The Cat-o’-Nine-Tails and Naval Punishment

The theory considered most plausible involves a very different kind of cat. Beginning in the 17th century, the British Royal Navy, and later the U.S. Navy, used a whip known as the cat-o’-nine-tails to discipline sailors. This instrument was designed to inflict severe pain. It consisted of a handle attached to nine cords, each tipped with knots or metal.

Floggings were public and intended to enforce strict obedience. Sailors who endured this kind of punishment were often left physically weakened and emotionally shaken. Some historians believe a beaten sailor might be too exhausted, fearful or traumatized to speak afterward.

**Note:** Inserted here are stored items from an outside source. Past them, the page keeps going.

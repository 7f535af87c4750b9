use serde::{Deserialize, Serialize};

/// Lifecycle state of a tracked identity.
///
/// Candidates are not identities yet; they live in the
/// [`CandidatePool`](crate::tracker::CandidatePool) until promoted.
#[derive(Debug, Clone, Copy, PartialEq, Eq, Default, Serialize, Deserialize)]
#[serde(rename_all = "snake_case")]
pub enum IdentityState {
    /// Matched in the most recent frame it was processed for
    #[default]
    Confirmed,
    /// Not matched recently but still eligible for re-identification
    Lost,
    /// Permanently excluded from matching. Terminal.
    Retired,
}

impl IdentityState {
    /// Whether detections may still be matched against this identity.
    pub fn is_matchable(self) -> bool {
        matches!(self, Self::Confirmed | Self::Lost)
    }

    pub fn is_retired(self) -> bool {
        self == Self::Retired
    }
}
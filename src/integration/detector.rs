//! Trait for face, body and pose detection backends.

use crate::tracker::Detection;

/// Trait for detection backends feeding the identity tracker.
///
/// A backend reports every face it finds together with its embedding, and
/// optionally body and pose boxes. Face detections without an embedding are
/// ignored by the tracker.
///
/// # Example
///
/// ```ignore
/// use persona_track::{DetectionSource, Detection};
///
/// struct MyDetector {
///     // Your models here
/// }
///
/// impl DetectionSource for MyDetector {
///     type Error = std::io::Error;
///
///     fn detect(
///         &mut self,
///         input: &[u8],
///         width: u32,
///         height: u32,
///     ) -> Result<Vec<Detection>, Self::Error> {
///         // Run face detection and embedding extraction
///         Ok(vec![])
///     }
/// }
/// ```
pub trait DetectionSource {
    /// Error type for detection failures.
    type Error;

    /// Run inference on one frame.
    ///
    /// # Arguments
    /// * `input` - Packed RGB8 pixels, row-major
    /// * `width` - Image width in pixels
    /// * `height` - Image height in pixels
    fn detect(
        &mut self,
        input: &[u8],
        width: u32,
        height: u32,
    ) -> Result<Vec<Detection>, Self::Error>;
}
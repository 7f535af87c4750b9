//! Registered analysis plugins and their enabled state.

use std::sync::Arc;
use std::time::Duration;

use tracing::info;

use crate::analysis::plugin::{Execution, InputKind, Plugin};

/// Registry view of one plugin.
#[derive(Debug, Clone, PartialEq, Eq)]
pub struct PluginStatus {
    pub name: String,
    pub input_kind: InputKind,
    pub interval: Duration,
    pub execution: Execution,
    pub enabled: bool,
}

struct Entry {
    plugin: Arc<dyn Plugin>,
    enabled: bool,
}

/// Plugins in registration order. Names are unique.
#[derive(Default)]
pub struct PluginRegistry {
    entries: Vec<Entry>,
}

impl PluginRegistry {
    pub fn new() -> Self {
        Self::default()
    }

    /// Add a plugin, enabled. A plugin already registered under the same
    /// name is replaced in place; returns `true` in that case.
    pub fn register(&mut self, plugin: Arc<dyn Plugin>) -> bool {
        let name = plugin.name().to_string();
        let entry = Entry {
            plugin,
            enabled: true,
        };
        match self.position(&name) {
            Some(index) => {
                self.entries[index] = entry;
                info!(plugin = %name, "Replaced analysis plugin");
                true
            }
            None => {
                self.entries.push(entry);
                info!(plugin = %name, "Registered analysis plugin");
                false
            }
        }
    }

    pub fn unregister(&mut self, name: &str) -> bool {
        match self.position(name) {
            Some(index) => {
                self.entries.remove(index);
                info!(plugin = %name, "Unregistered analysis plugin");
                true
            }
            None => false,
        }
    }

    pub fn enable(&mut self, name: &str) -> bool {
        self.set_enabled(name, true)
    }

    pub fn disable(&mut self, name: &str) -> bool {
        self.set_enabled(name, false)
    }

    pub fn contains(&self, name: &str) -> bool {
        self.position(name).is_some()
    }

    pub fn is_enabled(&self, name: &str) -> bool {
        self.position(name)
            .is_some_and(|index| self.entries[index].enabled)
    }

    pub fn len(&self) -> usize {
        self.entries.len()
    }

    pub fn is_empty(&self) -> bool {
        self.entries.is_empty()
    }

    pub fn status(&self) -> Vec<PluginStatus> {
        self.entries
            .iter()
            .map(|entry| PluginStatus {
                name: entry.plugin.name().to_string(),
                input_kind: entry.plugin.input_kind(),
                interval: entry.plugin.interval(),
                execution: entry.plugin.execution(),
                enabled: entry.enabled,
            })
            .collect()
    }

    pub(crate) fn enabled(&self) -> impl Iterator<Item = &Arc<dyn Plugin>> {
        self.entries
            .iter()
            .filter(|entry| entry.enabled)
            .map(|entry| &entry.plugin)
    }

    fn set_enabled(&mut self, name: &str, enabled: bool) -> bool {
        let Some(index) = self.position(name) else {
            return false;
        };
        self.entries[index].enabled = enabled;
        info!(plugin = %name, enabled, "Changed analysis plugin state");
        true
    }

    fn position(&self, name: &str) -> Option<usize> {
        self.entries
            .iter()
            .position(|entry| entry.plugin.name() == name)
    }
}
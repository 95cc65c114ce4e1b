//! Dynamic values stored in observed containers.

use std::any::Any;
use std::fmt;
use std::rc::Rc;

use super::array::Array;
use super::field::depend_array;
use super::object::Object;
use super::observer::Observer;
use crate::reactive::{untracked, TrackingContext};

/// Integral numbers below this magnitude are written as JSON integers.
const MAX_SAFE_INTEGER: f64 = 9_007_199_254_740_992.0;

/// A value that can live in an [`Object`] field or an [`Array`] slot.
///
/// Equality is strict: primitives compare by value (so `NaN != NaN`),
/// containers and opaque values compare by identity.
#[derive(Clone, Default)]
pub enum Value {
    /// Absent or empty slot.
    #[default]
    Null,
    Bool(bool),
    Number(f64),
    String(String),
    Object(Object),
    Array(Array),
    /// Host data the observer never instruments.
    Opaque(Rc<dyn Any>),
}

impl Value {
    /// Wrap arbitrary host data as an opaque value.
    pub fn opaque<T: Any>(value: T) -> Self {
        Value::Opaque(Rc::new(value))
    }

    /// Short name of the variant, used in diagnostics.
    pub fn type_name(&self) -> &'static str {
        match self {
            Value::Null => "null",
            Value::Bool(_) => "boolean",
            Value::Number(_) => "number",
            Value::String(_) => "string",
            Value::Object(_) => "object",
            Value::Array(_) => "array",
            Value::Opaque(_) => "opaque",
        }
    }

    pub fn is_null(&self) -> bool {
        matches!(self, Value::Null)
    }

    pub fn is_nan(&self) -> bool {
        matches!(self, Value::Number(n) if n.is_nan())
    }

    pub fn as_f64(&self) -> Option<f64> {
        match self {
            Value::Number(n) => Some(*n),
            _ => None,
        }
    }

    pub fn as_bool(&self) -> Option<bool> {
        match self {
            Value::Bool(b) => Some(*b),
            _ => None,
        }
    }

    pub fn as_str(&self) -> Option<&str> {
        match self {
            Value::String(s) => Some(s),
            _ => None,
        }
    }

    pub fn as_object(&self) -> Option<&Object> {
        match self {
            Value::Object(obj) => Some(obj),
            _ => None,
        }
    }

    pub fn as_array(&self) -> Option<&Array> {
        match self {
            Value::Array(arr) => Some(arr),
            _ => None,
        }
    }

    /// The container's observer, if this is an instrumented container.
    pub fn observer(&self) -> Option<Rc<Observer>> {
        match self {
            Value::Object(obj) => obj.observer(),
            Value::Array(arr) => arr.observer(),
            _ => None,
        }
    }

    /// Strict equality, with `NaN` treated as equal to itself.
    ///
    /// This is the change test applied by reactive field writes.
    pub fn same_for_change(old: &Value, new: &Value) -> bool {
        old == new || (old.is_nan() && new.is_nan())
    }

    /// Register the edges a field read returning this value would register.
    ///
    /// Depends on the container's structural subject and, for arrays, on
    /// every instrumented element, recursively. Lets a consumer read a
    /// root container as a whole without going through a field.
    pub fn track(&self) {
        if !TrackingContext::is_active() {
            return;
        }
        if let Some(ob) = self.observer() {
            ob.dep().depend();
            if let Value::Array(arr) = self {
                depend_array(arr);
            }
        }
    }

    /// Build a plain, uninstrumented tree from JSON.
    pub fn from_json(json: serde_json::Value) -> Self {
        use serde_json::Value as Json;
        match json {
            Json::Null => Value::Null,
            Json::Bool(b) => Value::Bool(b),
            Json::Number(n) => Value::Number(n.as_f64().unwrap_or(f64::NAN)),
            Json::String(s) => Value::String(s),
            Json::Array(items) => Value::Array(items.into_iter().map(Value::from_json).collect()),
            Json::Object(map) => Value::Object(
                map.into_iter()
                    .map(|(k, v)| (k, Value::from_json(v)))
                    .collect(),
            ),
        }
    }

    /// Snapshot the tree as JSON without registering dependencies.
    ///
    /// Only enumerable keys are written. Opaque values and non-finite
    /// numbers become `null`. The tree must be acyclic.
    pub fn to_json(&self) -> serde_json::Value {
        untracked(|| self.snapshot())
    }

    fn snapshot(&self) -> serde_json::Value {
        use serde_json::Value as Json;
        match self {
            Value::Null | Value::Opaque(_) => Json::Null,
            Value::Bool(b) => Json::Bool(*b),
            Value::Number(n) if n.fract() == 0.0 && n.abs() < MAX_SAFE_INTEGER => {
                Json::from(*n as i64)
            }
            Value::Number(n) => serde_json::Number::from_f64(*n)
                .map(Json::Number)
                .unwrap_or(Json::Null),
            Value::String(s) => Json::String(s.clone()),
            Value::Array(arr) => Json::Array(arr.to_vec().iter().map(Value::snapshot).collect()),
            Value::Object(obj) => {
                let mut map = serde_json::Map::new();
                for key in obj.keys() {
                    let value = obj.get(&key).unwrap_or_default();
                    map.insert(key, value.snapshot());
                }
                Json::Object(map)
            }
        }
    }
}

impl PartialEq for Value {
    fn eq(&self, other: &Self) -> bool {
        match (self, other) {
            (Value::Null, Value::Null) => true,
            (Value::Bool(a), Value::Bool(b)) => a == b,
            (Value::Number(a), Value::Number(b)) => a == b,
            (Value::String(a), Value::String(b)) => a == b,
            (Value::Object(a), Value::Object(b)) => a.ptr_eq(b),
            (Value::Array(a), Value::Array(b)) => a.ptr_eq(b),
            (Value::Opaque(a), Value::Opaque(b)) => std::ptr::addr_eq(Rc::as_ptr(a), Rc::as_ptr(b)),
            _ => false,
        }
    }
}

impl fmt::Debug for Value {
    fn fmt(&self, f: &mut fmt::Formatter<'_>) -> fmt::Result {
        match self {
            Value::Null => f.write_str("Null"),
            Value::Bool(b) => write!(f, "Bool({b})"),
            Value::Number(n) => write!(f, "Number({n})"),
            Value::String(s) => write!(f, "String({s:?})"),
            Value::Object(obj) => fmt::Debug::fmt(obj, f),
            Value::Array(arr) => fmt::Debug::fmt(arr, f),
            Value::Opaque(_) => f.write_str("Opaque"),
        }
    }
}

impl From<bool> for Value {
    fn from(b: bool) -> Self {
        Value::Bool(b)
    }
}

impl From<f64> for Value {
    fn from(n: f64) -> Self {
        Value::Number(n)
    }
}

impl From<i32> for Value {
    fn from(n: i32) -> Self {
        Value::Number(n.into())
    }
}

impl From<i64> for Value {
    fn from(n: i64) -> Self {
        Value::Number(n as f64)
    }
}

impl From<usize> for Value {
    fn from(n: usize) -> Self {
        Value::Number(n as f64)
    }
}

impl From<&str> for Value {
    fn from(s: &str) -> Self {
        Value::String(s.to_owned())
    }
}

impl From<String> for Value {
    fn from(s: String) -> Self {
        Value::String(s)
    }
}

impl From<Object> for Value {
    fn from(obj: Object) -> Self {
        Value::Object(obj)
    }
}

impl From<Array> for Value {
    fn from(arr: Array) -> Self {
        Value::Array(arr)
    }
}

impl From<serde_json::Value> for Value {
    fn from(json: serde_json::Value) -> Self {
        Value::from_json(json)
    }
}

In that context, someone might ask whether the cat had taken his tongue.

“Even though the cat-o’-nine-tails folk etymology is probably the most popular, I have a hard time seeing how it works,” says Adams. “First, a bosun [a ship’s officer] used the cat against someone’s chest, shoulders and back. I’ve never heard of the risk of losing a tongue from discipline with a cat-o’-nine-tails. Second, the British Navy abandoned flogging, by any means, as discipline in 1879, so it would be odd indeed for people to start saying ‘cat got your tongue’ just as the cat wasn’t used at all.”